**Collected data entries:**
+ + + + + + +

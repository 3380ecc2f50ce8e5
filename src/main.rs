//! Sky Climb entry point
//!
//! On the web this hosts the session on a 2D canvas. Natively it is a
//! headless CLI for autopilot runs and replays.

#[cfg(target_arch = "wasm32")]
use wasm_bindgen::prelude::*;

+ + + + + + +

**EXERCISE DETAILS:**
Restating all of the data exactly is the whole task.

**EXERCISE RESULT:**
repository 3380ecc2f50ce8e5
filename src/main.rs
//! Sky Climb entry point
//!
//! On the web this hosts the session on a 2D canvas. Natively it is a
//! headless CLI for autopilot runs and replays.

#[cfg(target_arch = "wasm32")]
use wasm_bindgen::prelude::*;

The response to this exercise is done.